START Material for the task

struct Entry {
    state: watch::Sender<ErasedState>,
    tags: Vec<Tag>,
    loader: Loader,
    listeners: Vec<(u64, Listener)>,
    fetched_at: Option<Instant>,
    /// Invalidated while a fetch was in flight.
    refetch_on_settle: bool,
}

impl Entry {
    fn new<E: Endpoint>(arg: &E::Arg) -> Self {
        let (state, _) = watch::channel(ErasedState::idle());
        let loader_arg = arg.clone();
        let loader: Loader = Arc::new(
            move |transport: Arc<dyn Transport>| -> BoxFuture<'static, FetchResult<Arc<ErasedValue>>> {
                let arg = loader_arg.clone();
                Box::pin(async move {
                    let path = E::path(&arg);
                    let raw = transport.get_json(&path).await?;
                    let value = E::decode(raw, &arg, &path)?;
                    Ok(Arc::new(value) as Arc<ErasedValue>)
                })
            },
        );
        Self {
            state,
            tags: E::tags(arg),
            loader,
            listeners: Vec::new(),
            fetched_at: None,
            refetch_on_settle: false,
        }
    }

    fn snapshot(&self) -> ErasedState {
        self.state.borrow().clone()
    }

    fn is_fetching(&self) -> bool {
        self.state.borrow().is_fetching
    }

    fn is_fresh(&self, stale_time: Option<Duration>) -> bool {
        let state = self.state.borrow();
        if !state.is_success() || state.is_stale {
            return false;
        }
        match (stale_time, self.fetched_at) {
            (Some(max_age), Some(fetched_at)) => fetched_at.elapsed() < max_age,
            _ => true,
        }
    }

    fn listener_fns(&self) -> Vec<Listener> {
        self.listeners
            .iter()
            .map(|(_, listener)| Arc::clone(listener))
            .collect()
    }
}

/// A fetch that has been claimed under the lock and must be dispatched
/// after it is released.
struct Pending {
    key: QueryKey,
    loader: Loader,
    state: ErasedState,
    listeners: Vec<Listener>,
}

struct Inner {
    transport: Arc<dyn Transport>,
    config: CacheConfig,
    entries: Mutex<HashMap<QueryKey, Entry>>,
    next_listener_id: AtomicU64,
    counters: Counters,
}

impl Inner {
    fn entries(&self) -> MutexGuard<'_, HashMap<QueryKey, Entry>> {
        self.entries.lock().unwrap_or_else(PoisonError::into_inner)
    }

    /// Decide whether `entry` needs a network call and claim it if so.
    fn plan(&self, key: &QueryKey, entry: &mut Entry, force: bool) -> Option<Pending> {
        if entry.is_fetching() {
            Counters::bump(&self.counters.deduplicated);
            tracing::debug!(key = %key, "Attached to in-flight fetch");
            return None;
        }
        if !force {
            if entry.is_fresh(self.config.stale_time) {
                Counters::bump(&self.counters.hits);
                return None;
            }
            Counters::bump(&self.counters.misses);
        }

        entry.state.send_modify(|state| state.begin_fetch());
        Counters::bump(&self.counters.network_calls);
        tracing::debug!(key = %key, force, "Starting fetch");

        Some(Pending {
            key: key.clone(),
            loader: Arc::clone(&entry.loader),
            state: entry.snapshot(),
            listeners: entry.listener_fns(),
        })
    }

    fn dispatch(self: &Arc<Self>, pending: Pending) {
        notify(&pending.listeners, &pending.state);

        let inner = Arc::clone(self);
        let transport = Arc::clone(&self.transport);
        let Pending { key, loader, .. } = pending;
        tokio::spawn(async move {
            let result = loader(transport).await;
            inner.settle(&key, result);
        });
    }

    fn settle(self: &Arc<Self>, key: &QueryKey, result: FetchResult<Arc<ErasedValue>>) {
        match &result {
            Ok(_) => tracing::debug!(key = %key, "Fetch succeeded"),
            Err(err) => tracing::warn!(key = %key, error = %err, "Fetch failed"),
        }

        let (settled, listeners, follow_up) = {
            let mut entries = self.entries();
            let Some(entry) = entries.get_mut(key) else {
                return;
            };
            entry.state.send_modify(|state| state.resolve(result));
            entry.fetched_at = Some(Instant::now());
            let settled = entry.snapshot();
            let listeners = entry.listener_fns();

            let mut follow_up = None;
            if std::mem::take(&mut entry.refetch_on_settle) {
                if entry.listeners.is_empty() {
                    entry.state.send_modify(|state| state.mark_stale());
                } else {
                    follow_up = self.plan(key, entry, true);
                }
            }
            (settled, listeners, follow_up)
        };

        notify(&listeners, &settled);
        if let Some(pending) = follow_up {
            self.dispatch(pending);
        }
    }

    fn remove_listener(&self, key: &QueryKey, id: u64) {
        let mut entries = self.entries();
        if let Some(entry) = entries.get_mut(key) {
            entry.listeners.retain(|(listener_id, _)| *listener_id != id);
            tracing::debug!(key = %key, remaining = entry.listeners.len(), "Unsubscribed");
        }
    }
}

fn notify(listeners: &[Listener], state: &ErasedState) {
    for listener in listeners {
        listener(state);
    }
}

/// Client-side query cache.
///
/// Cheap to clone; clones share entries. Fetches are spawned on the ambient
/// tokio runtime, so requests must be issued from within one.
///
/// # Example
///
/// ```ignore
/// let cache = QueryCache::new(Arc::new(rest_client), CacheConfig::default());
///
/// let _sub = cache.subscribe::<GetUsers, _>((), |state| {
///     if let Some(users) = state.data() {
///         println!("{} users", users.len());
///     }
/// });
///
/// let posts = cache.query::<GetPosts>(&()).await;
/// cache.invalidate(tags::POSTS);
/// ```
#[derive(Clone)]
pub struct QueryCache {
    inner: Arc<Inner>,
}

impl QueryCache {
    pub fn new(transport: Arc<dyn Transport>, config: CacheConfig) -> Self {
        Self {
            inner: Arc::new(Inner {
                transport,
                config,
                entries: Mutex::new(HashMap::new()),
                next_listener_id: AtomicU64::new(1),
                counters: Counters::default(),
            }),
        }
    }

    /// Create a new query cache with default configuration.
    pub fn with_defaults(transport: Arc<dyn Transport>) -> Self {
        Self::new(transport, CacheConfig::default())
    }

    pub fn config(&self) -> &CacheConfig {
        &self.inner.config
    }

    /// Register `on_change` for every state transition of `E(arg)`.
    ///
    /// The callback first receives the current state, then each later
    /// transition in order. A fetch is started unless fresh data is cached
    /// or one is already in flight. Dropping the returned handle stops
    /// delivery but never cancels a fetch.
    pub fn subscribe<E, F>(&self, arg: E::Arg, on_change: F) -> Subscription
    where
        E: Endpoint,
        F: Fn(&QueryState<E::Output>) + Send + Sync + 'static,
    {
        let key = QueryKey::of::<E>(&arg);
        let id = self.inner.next_listener_id.fetch_add(1, Ordering::Relaxed);

        // Deliveries race between the subscribing thread and the fetch task;
        // never hand the callback an older state than it has already seen.
        let delivered = AtomicU64::new(0);
        let listener: Listener = Arc::new(move |state: &ErasedState| {
            let seen = state.version + 1;
            if delivered.fetch_max(seen, Ordering::AcqRel) < seen {
                on_change(&state.downcast::<E::Output>());
            }
        });

        let (current, pending) = {
            let mut entries = self.inner.entries();
            let entry = entries
                .entry(key.clone())
                .or_insert_with(|| Entry::new::<E>(&arg));
            entry.listeners.push((id, Arc::clone(&listener)));
            let pending = self.inner.plan(&key, entry, false);
            (entry.snapshot(), pending)
        };

        tracing::debug!(key = %key, "Subscribed");
        match pending {
            Some(pending) => self.inner.dispatch(pending),
            None => listener(&current),
        }

        Subscription {
            inner: Arc::downgrade(&self.inner),
            key,
            id,
        }
    }

    /// Request `E(arg)` and wait for a settled state.
    ///
    /// Served from cache when fresh; otherwise shares the in-flight fetch
    /// or starts one. Failures come back as an `Error` state, never a panic
    /// or `Err`.
    pub async fn query<E: Endpoint>(&self, arg: &E::Arg) -> QueryState<E::Output> {
        self.request::<E>(arg, false).await
    }

    /// Force a network call for `E(arg)` and wait for it to settle.
    ///
    /// Existing data stays visible while the refetch is in flight. If a
    /// fetch is already running, this attaches to it.
    pub async fn refetch<E: Endpoint>(&self, arg: &E::Arg) -> QueryState<E::Output> {
        self.request::<E>(arg, true).await
    }

    async fn request<E: Endpoint>(&self, arg: &E::Arg, force: bool) -> QueryState<E::Output> {
        let key = QueryKey::of::<E>(arg);
        let (mut settled_rx, pending) = {
            let mut entries = self.inner.entries();
            let entry = entries
                .entry(key.clone())
                .or_insert_with(|| Entry::new::<E>(arg));
            let pending = self.inner.plan(&key, entry, force);
            (entry.state.subscribe(), pending)
        };

        if let Some(pending) = pending {
            self.inner.dispatch(pending);
        }

        let settled = settled_rx
            .wait_for(|state| !state.is_fetching)
            .await
            .map(|state| state.clone())
            .ok();
        settled
            .unwrap_or_else(|| settled_rx.borrow().clone())
            .downcast::<E::Output>()
    }

    /// Force a network call for an existing entry without waiting.
    ///
    /// Returns `false` if nothing has ever requested `key`.
    pub fn refetch_key(&self, key: &QueryKey) -> bool {
        let pending = {
            let mut entries = self.inner.entries();
            let Some(entry) = entries.get_mut(key) else {
                return false;
            };
            self.inner.plan(key, entry, true)
        };
        if let Some(pending) = pending {
            self.inner.dispatch(pending);
        }
        true
    }

    /// Force a network call for every known entry of `endpoint`.
    ///
    /// Returns the number of entries refetched or already in flight.
    pub fn refetch_endpoint(&self, endpoint: &str) -> usize {
        let mut touched = 0;
        let pending: Vec<Pending> = {
            let mut entries = self.inner.entries();
            entries
                .iter_mut()
                .filter(|(key, _)| key.endpoint() == endpoint)
                .filter_map(|(key, entry)| {
                    touched += 1;
                    self.inner.plan(key, entry, true)
                })
                .collect()
        };
        for pending in pending {
            self.inner.dispatch(pending);
        }
        touched
    }

    /// Invalidate every entry carrying `tag`.
    ///
    /// Subscribed entries are refetched exactly once (deferred until an
    /// in-flight fetch lands). Unsubscribed entries are only marked stale so
    /// their next request goes to the network. Returns the number of
    /// refetches triggered or scheduled.
    pub fn invalidate(&self, tag: Tag) -> usize {
        let mut triggered = 0;
        let mut marked_stale = 0;
        let mut pending = Vec::new();
        {
            let mut entries = self.inner.entries();
            for (key, entry) in entries.iter_mut() {
                if !entry.tags.contains(&tag) {
                    continue;
                }
                Counters::bump(&self.inner.counters.invalidations);

                if entry.is_fetching() {
                    entry.refetch_on_settle = true;
                    if !entry.listeners.is_empty() {
                        triggered += 1;
                    }
                    continue;
                }
                if entry.listeners.is_empty() {
                    entry.state.send_modify(|state| state.mark_stale());
                    marked_stale += 1;
                    continue;
                }
                if let Some(claimed) = self.inner.plan(key, entry, true) {
                    pending.push(claimed);
                    triggered += 1;
                }
            }
        }

        tracing::debug!(tag = %tag, triggered, marked_stale, "Invalidated tag");
        for claimed in pending {
            self.inner.dispatch(claimed);
        }
        triggered
    }

    /// Current state of `E(arg)` without triggering a fetch.
    pub fn state<E: Endpoint>(&self, arg: &E::Arg) -> QueryState<E::Output> {
        let key = QueryKey::of::<E>(arg);
        self.inner
            .entries()
            .get(&key)
            .map(|entry| entry.snapshot().downcast::<E::Output>())
            .unwrap_or_default()
    }

    /// Number of live subscriptions on `key`.
    pub fn subscriber_count(&self, key: &QueryKey) -> usize {
        self.inner
            .entries()
            .get(key)
            .map(|entry| entry.listeners.len())
            .unwrap_or(0)
    }

    /// Number of cache entries.
    pub fn len(&self) -> usize {
        self.inner.entries().len()
    }

    pub fn is_empty(&self) -> bool {
        self.len() == 0
    }

    pub fn stats(&self) -> CacheStats {
        self.inner.counters.snapshot()
    }
}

END Material for the task

→ **Exercise**:
Every line of the entries above that holds "ErasedState" should be copied out.

→ **Task solution**:
    state: watch::Sender<ErasedState>,
        let (state, _) = watch::channel(ErasedState::idle());
    fn snapshot(&self) -> ErasedState {
    state: ErasedState,
fn notify(listeners: &[Listener], state: &ErasedState) {
        let listener: Listener = Arc::new(move |state: &ErasedState| {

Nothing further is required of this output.